Coming into George Mason, I was pursuing a major in chemistry. During my first semester, I took Honors 110: Principles of Research and Inquiry through the Honors College. This class required students to write a detailed research paper regarding any topic of the student’s choice. Initially, I was thinking of writing about a topic that related to chemistry, but I later on decided to research about a topic relating to psychology. In addition, I wanted my topic to be relatable, contemporary, and an issue that needed to be addressed towards my generation. My research question was “How Mobile Phone Usage, Technological-Related Anxiety and Depression Affects College Students”.
During this semester-long process of researching, this helped me rethink my entire career path both academically and professionally. Researching this topic not only made me realize how passionate I am with psychology, but it also helped make me realize that being a chemistry major was not the best fit for me. I discovered that my passion was not working with chemicals, but rather wanting to teach others on how to improve their well-being and mental health. This pushed me to change my major completely, as well as my ambitions from becoming a chemist to being a mental health advocate.
The Honors Psychology Program influenced my career path interests and research skills. I defended my thesis, "Assessing Pitch Discrimination and Absolute Pitch in Classical Guitarists and Non-musicians", to my three committee members: Dr. Thalia Goldstein, Dr. Linda Chrosniak, and Dr. Michael Hurley. My additional guidance member was DaSean Young. I'm so grateful I got to collaborate with all of my mentors throughout this process and motivated me to keep going, especially since I had to complete most of my research remotely due to COVID-19.

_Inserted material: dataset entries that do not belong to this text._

//! Application error types

use app_fs::FsError;
use thiserror::Error;

/// Main application error type
#[derive(Error, Debug)]
pub enum AppError {
    // ===== Recoverable Errors (notify user, continue) =====
    #[error("File I/O error: {0}")]
    Io(#[from] std::io::Error),

    #[error("File not found: {0}")]
    FileNotFound(String),

    #[error("Invalid path: {0}")]
    InvalidPath(String),

    #[error("Unsupported format: {0}")]
    UnsupportedFormat(String),

    #[error("Image decode error: {0}")]
    ImageDecode(String),

    #[error("Archive error: {0}")]
    Archive(String),

    #[error("Media tool error: {0}")]
    Media(String),

    #[error("Operation cancelled")]
    Cancelled,

    // ===== Fatal Errors (application termination) =====
    #[error("Thumbnail store error: {0}")]
    Database(String),

    #[error("Configuration error: {0}")]
    Config(String),

    #[error("Initialization failed: {0}")]
    Init(String),
}

impl AppError {
    /// Is this error recoverable?
    pub fn is_recoverable(&self) -> bool {
        matches!(
            self,
            AppError::Io(_)
                | AppError::FileNotFound(_)
                | AppError::InvalidPath(_)
                | AppError::UnsupportedFormat(_)
                | AppError::ImageDecode(_)
                | AppError::Archive(_)
                | AppError::Media(_)
                | AppError::Cancelled
        )
    }

    /// Is this a fatal error?
    pub fn is_fatal(&self) -> bool {
        !self.is_recoverable()
    }

    pub fn is_cancelled(&self) -> bool {
        matches!(self, AppError::Cancelled)
    }

    /// Get a user-friendly message
    pub fn user_message(&self) -> String {
        match self {
            AppError::FileNotFound(path) => format!("File not found: {}", path),
            AppError::UnsupportedFormat(ext) => format!("Unsupported format: {}", ext),
            AppError::ImageDecode(msg) => format!("Cannot load image: {}", msg),
            AppError::Archive(msg) => format!("Archive error: {}", msg),
            AppError::Cancelled => "Cancelled".to_string(),
            _ => self.to_string(),
        }
    }
}

impl From<FsError> for AppError {
    fn from(e: FsError) -> Self {
        match e {
            FsError::Io(io) => AppError::Io(io),
            FsError::NotFound(p) => AppError::FileNotFound(p),
            FsError::InvalidPath(p) => AppError::InvalidPath(p),
            FsError::UnsupportedFormat(p) => AppError::UnsupportedFormat(p),
            FsError::CorruptArchive(msg) | FsError::Archive(msg) => AppError::Archive(msg),
            FsError::Cancelled => AppError::Cancelled,
        }
    }
}

impl From<app_db::DbError> for AppError {
    fn from(e: app_db::DbError) -> Self {
        AppError::Database(e.to_string())
    }
}

impl From<image::ImageError> for AppError {
    fn from(e: image::ImageError) -> Self {
        // a decoder rejecting the bytes is "not a picture", not a failure
        match e {
            image::ImageError::Unsupported(_) | image::ImageError::Decoding(_) => {
                AppError::UnsupportedFormat(e.to_string())
            }
            other => AppError::ImageDecode(other.to_string()),
        }
    }
}

#[cfg(test)]
mod tests {
    use super::*;

    #[test]
    fn test_fs_error_mapping() {
        assert!(matches!(
            AppError::from(FsError::NotFound("x".into())),
            AppError::FileNotFound(_)
        ));
        assert!(AppError::from(FsError::Cancelled).is_cancelled());
        assert!(AppError::from(FsError::CorruptArchive("bad".into())).is_recoverable());
    }

    #[test]
    fn test_fatal_errors() {
        assert!(AppError::Config("bad toml".into()).is_fatal());
        assert!(!AppError::Cancelled.is_fatal());
        assert_eq!(AppError::Cancelled.user_message(), "Cancelled");
    }
}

However, I realized that after 3 semesters of researching and conducting my own study from scratch, I had a feeling that research was not the right path for me. Usually, people who were a part of this rigorous program tended to say they loved research so much, they ended up becoming professors and researchers later on in their lives.
That being said, I'm thankful that Mason has this experience, because there are not a lot of universities that offer this extensive research program for undergraduates (which is usually 1 semester compared to the 3 that I completed). Even though I'm probably not one of the typical folks who come out of the program and say they like conducting research, I'm glad I still did it so I know what to expect for graduate school for psychology if I go down that route. If anything, it was a great lesson that showed the experiences you pursue can definitely help influence what you want (and what you don't want!) in your life.

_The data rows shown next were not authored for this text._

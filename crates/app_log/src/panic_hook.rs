//! Crash reporting

use backtrace::Backtrace;
use chrono::{DateTime, Local};
use std::fmt;
use std::panic::PanicHookInfo;
use std::path::{Path, PathBuf};

/// Install a hook that reports panics to stderr, the log and a dump file in
/// `dump_dir`
pub fn init_panic_hook(dump_dir: PathBuf) {
    std::panic::set_hook(Box::new(move |info| {
        let report = CrashReport::capture(info);
        eprintln!("{}", report);
        // the file writer may already be gone
        tracing::error!("{}", report);

        match report.write_dump(&dump_dir) {
            Ok(path) => eprintln!("Crash dump written to {}", path.display()),
            Err(e) => eprintln!("Failed to write crash dump: {}", e),
        }
    }));
    tracing::debug!("Panic hook installed");
}

struct CrashReport {
    time: DateTime<Local>,
    thread: String,
    location: String,
    message: String,
    backtrace: Backtrace,
}

impl CrashReport {
    fn capture(info: &PanicHookInfo) -> Self {
        Self {
            time: Local::now(),
            thread: std::thread::current()
                .name()
                .unwrap_or("<unnamed>")
                .to_string(),
            location: info
                .location()
                .map(|l| format!("{}:{}:{}", l.file(), l.line(), l.column()))
                .unwrap_or_else(|| "<unknown>".to_string()),
            message: payload_message(info.payload()).to_string(),
            backtrace: Backtrace::new(),
        }
    }

    fn write_dump(&self, dir: &Path) -> std::io::Result<PathBuf> {
        std::fs::create_dir_all(dir)?;
        let path = dir.join(format!(
            "nestfiler_crash_{}.txt",
            self.time.format("%Y%m%d_%H%M%S")
        ));
        std::fs::write(&path, self.to_string())?;
        Ok(path)
    }
}

impl fmt::Display for CrashReport {
    fn fmt(&self, f: &mut fmt::Formatter<'_>) -> fmt::Result {
        writeln!(f, "=== NestFiler {} crashed ===", env!("CARGO_PKG_VERSION"))?;
        writeln!(f, "Time:     {}", self.time.to_rfc3339())?;
        writeln!(f, "Thread:   {}", self.thread)?;
        writeln!(f, "Location: {}", self.location)?;
        writeln!(f, "Message:  {}", self.message)?;
        write!(f, "\n{:?}", self.backtrace)
    }
}

fn payload_message(payload: &(dyn std::any::Any + Send)) -> &str {
    payload
        .downcast_ref::<&str>()
        .copied()
        .or_else(|| payload.downcast_ref::<String>().map(String::as_str))
        .unwrap_or("<non-string payload>")
}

I’m really proud of being one of the members who helped revamp the Psychology Club at George Mason University when they started the organization again in November 2018 (the organization started in 1999, but was discontinued due to the lack of future leadership to continue the organization the year after). I was appointed Historian from 2018-2019, Vice President from 2019-2020, President from 2020-2021, and Senior Student Advisor for the 2021 fall semester.

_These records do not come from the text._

#[cfg(test)]
pub(crate) mod tests {
    use super::*;
    use crate::thumbnail::picture::tests::solid_png;
    use crate::thumbnail::ResizeMode;
    use parking_lot::Mutex;
    use std::sync::atomic::{AtomicUsize, Ordering};

    fn secs(s: u64) -> Duration {
        Duration::from_secs(s)
    }

    /// Frames whose red channel is the offset in seconds; earlier offsets
    /// finish last
    pub(crate) struct FakeFrames {
        pub duration: Option<Duration>,
        pub fail_frames: bool,
        pub seen_paths: Mutex<Vec<PathBuf>>,
        pub frame_calls: AtomicUsize,
        pub fallback_calls: AtomicUsize,
    }

    impl FakeFrames {
        pub(crate) fn new(duration: Option<Duration>) -> Self {
            Self {
                duration,
                fail_frames: false,
                seen_paths: Mutex::new(Vec::new()),
                frame_calls: AtomicUsize::new(0),
                fallback_calls: AtomicUsize::new(0),
            }
        }
    }

    #[async_trait]
    impl FrameSource for FakeFrames {
        async fn duration(&self, path: &Path, _: &CancellationToken) -> Result<Duration, AppError> {
            self.seen_paths.lock().push(path.to_path_buf());
            self.duration.ok_or_else(|| AppError::Media("no video stream".into()))
        }

        async fn frame_at(
            &self,
            _: &Path,
            offset: Duration,
            _: &CancellationToken,
        ) -> Result<Vec<u8>, AppError> {
            self.frame_calls.fetch_add(1, Ordering::SeqCst);
            let delay = 100u64.saturating_sub(offset.as_secs());
            tokio::time::sleep(Duration::from_millis(delay)).await;
            if self.fail_frames {
                return Err(AppError::Media("exit status 1".into()));
            }
            Ok(solid_png(8, 8, [offset.as_secs() as u8, 0, 0, 255]))
        }

        async fn representative_frame(
            &self,
            _: &Path,
            _: &CancellationToken,
        ) -> Result<Vec<u8>, AppError> {
            self.fallback_calls.fetch_add(1, Ordering::SeqCst);
            Ok(solid_png(8, 8, [255, 255, 255, 255]))
        }
    }

    /// Tracks how many frame decodes overlap
    #[derive(Default)]
    struct OverlapFrames {
        in_flight: AtomicUsize,
        peak: AtomicUsize,
        calls: AtomicUsize,
    }

    #[async_trait]
    impl FrameSource for OverlapFrames {
        async fn duration(&self, _: &Path, _: &CancellationToken) -> Result<Duration, AppError> {
            Err(AppError::Media("unused".into()))
        }

        async fn frame_at(
            &self,
            _: &Path,
            offset: Duration,
            _: &CancellationToken,
        ) -> Result<Vec<u8>, AppError> {
            self.calls.fetch_add(1, Ordering::SeqCst);
            let now = self.in_flight.fetch_add(1, Ordering::SeqCst) + 1;
            self.peak.fetch_max(now, Ordering::SeqCst);
            tokio::time::sleep(Duration::from_millis(20)).await;
            self.in_flight.fetch_sub(1, Ordering::SeqCst);
            Ok(solid_png(8, 8, [offset.as_secs() as u8, 0, 0, 255]))
        }

        async fn representative_frame(
            &self,
            _: &Path,
            _: &CancellationToken,
        ) -> Result<Vec<u8>, AppError> {
            Err(AppError::Media("unused".into()))
        }
    }

    fn config(workers: usize) -> MovieConfig {
        MovieConfig {
            workers,
            ..MovieConfig::default()
        }
    }

    fn red(frame: &[u8]) -> u8 {
        image::load_from_memory(frame).unwrap().to_rgba8().get_pixel(4, 4).0[0]
    }

    fn assert_reds(frames: &[Vec<u8>], expected: &[u8]) {
        let reds: Vec<u8> = frames.iter().map(|f| red(f)).collect();
        assert_eq!(reds.len(), expected.len(), "{:?}", reds);
        for (r, e) in reds.iter().zip(expected) {
            assert!(r.abs_diff(*e) <= 1, "{:?} != {:?}", reds, expected);
        }
    }

    #[test]
    fn test_parse_duration() {
        assert_eq!(parse_duration("0:01:23.500000\n"), Some(Duration::from_millis(83_500)));
        assert_eq!(parse_duration("1:00:00.000000"), Some(secs(3600)));
        assert_eq!(parse_duration("\n42.25\n"), Some(Duration::from_millis(42_250)));
        assert_eq!(parse_duration("N/A"), None);
        assert_eq!(parse_duration(""), None);
        // finite but beyond what a Duration holds
        assert_eq!(parse_duration("99999999999999999999999"), None);
        assert_eq!(parse_duration("1e300:00:00"), None);
    }

    #[test]
    fn test_sample_offsets() {
        // 120s, 12 frames max: 10s interval; 120 itself is too close to the end
        let offsets = sample_offsets(secs(120), secs(10), 12, secs(1));
        assert_eq!(offsets.len(), 11);
        assert_eq!(offsets[0], secs(10));
        assert_eq!(offsets[10], secs(110));

        // long movie: interval grows so at most max_count offsets exist
        let offsets = sample_offsets(secs(3600), secs(10), 12, secs(1));
        assert_eq!(offsets.first(), Some(&secs(300)));
        assert_eq!(offsets.len(), 11);

        // shorter than one interval
        assert!(sample_offsets(secs(5), secs(10), 12, secs(1)).is_empty());
        assert!(sample_offsets(Duration::ZERO, secs(10), 12, secs(1)).is_empty());
    }

    #[tokio::test]
    async fn test_frames_are_ordered_by_offset() {
        let source = Arc::new(FakeFrames::new(Some(secs(40))));
        let sampler = MovieSampler::new(source.clone(), config(8));
        let options = ThumbnailOptions::new(8, 8, ResizeMode::Pad);

        let frames = sampler
            .sample(Path::new("clip.mp4"), options, &CancellationToken::new())
            .await
            .unwrap();

        // offsets 10, 20, 30 complete in reverse order
        assert_reds(&frames, &[10, 20, 30]);
        assert_eq!(source.fallback_calls.load(Ordering::SeqCst), 0);
    }

    #[tokio::test]
    async fn test_single_worker_gives_same_order() {
        let source = Arc::new(FakeFrames::new(Some(secs(40))));
        let sampler = MovieSampler::new(source, config(1));
        let frames = sampler
            .sample(
                Path::new("clip.mp4"),
                ThumbnailOptions::new(8, 8, ResizeMode::Crop),
                &CancellationToken::new(),
            )
            .await
            .unwrap();
        assert_reds(&frames, &[10, 20, 30]);
    }

    #[tokio::test]
    async fn test_decodes_never_exceed_worker_count() {
        let source = Arc::new(OverlapFrames::default());
        let sampler = MovieSampler::new(source.clone(), config(3));
        let offsets: Vec<Duration> = (1..=12).map(|i| secs(i * 10)).collect();

        let frames = sampler
            .sample_at(
                Path::new("clip.mp4"),
                &offsets,
                ThumbnailOptions::new(8, 8, ResizeMode::Pad),
                &CancellationToken::new(),
            )
            .await
            .unwrap();

        assert_eq!(frames.len(), 12);
        assert_reds(&frames[..3], &[10, 20, 30]);
        assert_eq!(source.calls.load(Ordering::SeqCst), 12);
        let peak = source.peak.load(Ordering::SeqCst);
        assert!(peak <= 3, "peak {}", peak);
        assert!(peak >= 2, "peak {}", peak);
        assert_eq!(source.in_flight.load(Ordering::SeqCst), 0);
    }

    #[tokio::test]
    async fn test_falls_back_when_sampling_yields_nothing() {
        let mut fake = FakeFrames::new(Some(secs(40)));
        fake.fail_frames = true;
        let source = Arc::new(fake);
        let sampler = MovieSampler::new(source.clone(), config(4));

        let frames = sampler
            .sample(Path::new("clip.mp4"), ThumbnailOptions::new(8, 8, ResizeMode::Pad), &CancellationToken::new())
            .await
            .unwrap();
        assert_reds(&frames, &[255]);
        assert_eq!(source.frame_calls.load(Ordering::SeqCst), 3);
        assert_eq!(source.fallback_calls.load(Ordering::SeqCst), 1);
    }

    #[tokio::test]
    async fn test_failed_probe_uses_representative_frame() {
        let source = Arc::new(FakeFrames::new(None));
        let sampler = MovieSampler::new(source.clone(), config(4));
        let frames = sampler
            .sample(Path::new("clip.mp4"), ThumbnailOptions::new(8, 8, ResizeMode::Pad), &CancellationToken::new())
            .await
            .unwrap();
        assert_eq!(frames.len(), 1);
        assert_eq!(source.frame_calls.load(Ordering::SeqCst), 0);
    }

    #[tokio::test]
    async fn test_cancellation_is_reported_as_cancelled() {
        let source = Arc::new(FakeFrames::new(Some(secs(40))));
        let sampler = MovieSampler::new(source, config(2));
        let cancel = CancellationToken::new();
        cancel.cancel();

        let result = sampler
            .sample(Path::new("clip.mp4"), ThumbnailOptions::default(), &cancel)
            .await;
        assert!(matches!(result, Err(AppError::Cancelled)));
    }

    #[cfg(unix)]
    #[tokio::test]
    async fn test_missing_tool_is_media_error() {
        let tools = FfmpegTools::new(&MovieConfig {
            ffprobe: PathBuf::from("/nonexistent/ffprobe"),
            ..MovieConfig::default()
        });
        let result = tools
            .duration(Path::new("clip.mp4"), &CancellationToken::new())
            .await;
        assert!(matches!(result, Err(AppError::Media(_))));
    }
}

It was an interesting time to become President because that was when we needed to have all of our events virtual due to COVID-19. Nevertheless, the executive board and I were able to think out of the box to unify the club members even though we were physically apart. Some events we held were fundraisers for mental health organizations such as the National Alliance on Mental Illness, play psychology-themed Jeopardy over Zoom, presented about “Therapy: Stereotypes, How to Find a Therapist, and Alternatives” for Asian Pacific American Coalition’s retreat, and created a YouTube podcast, “Say Psych Right Now”, to strike conversations with club members surrounding mental health and stigma.
I want to thank Dr. Hurley for being an enthusiastic faculty advisor for the organization. I also want to thank Jean Lim, Alessia Holmes, and Rayan Dye for being an amazing executive team that year because you all helped me give the energy and support I needed to be a great leader you all helped me become. You all also brainstormed creative ideas that would keep members excited for the next meetings to come. We did THAT.
There are so many people that I would love to thank, so even if I didn't have their names down on personally, I want to thank every staff member and faculty member who've made a difference in my life. These are some of the folks I'd like to give a shoutout to:
Dr. Michael Hurley- for absolutely everything that he’s done for me. I would list them all, but it would be way too long to add here.
Matt Trkula- for letting me be a part of the classical guitar ensemble for two semesters before I began my research regarding classical guitarists.
DaSean Young- for being my cheerleader, the cool marching arts leader and researcher that helped me bond with him during my first days in the Social Skills, Imagination, and Theater lab, and the one who volunteered to mentor me during my thesis program even though no one told him to do so. I couldn’t have been able to finish the program without him.
Etlin Flores- for being such an amazing human being and for giving me guidance for graduate school. I’m so glad she was my Community Director when I was a Resident Assistant.
Dr. John Woolsey- for being a great professor during my time in the Honors College. I’m so glad I got to be a part of this program during my time at Mason and got to work with him.
Justin Plakas- for helping me realize how incredible the process of digital manual photography is. It became my new hobby over quarantine and helped me find a new way to appreciate life. He’s also helped me find a creative outlet to express my passion for mental health advocacy.
As of now, I will transition from part time to full time as a substitute teacher at my former high school next semester. My long-term career goals are still up in the air, but I would like to work for a company or organization that focuses on mental health advocacy.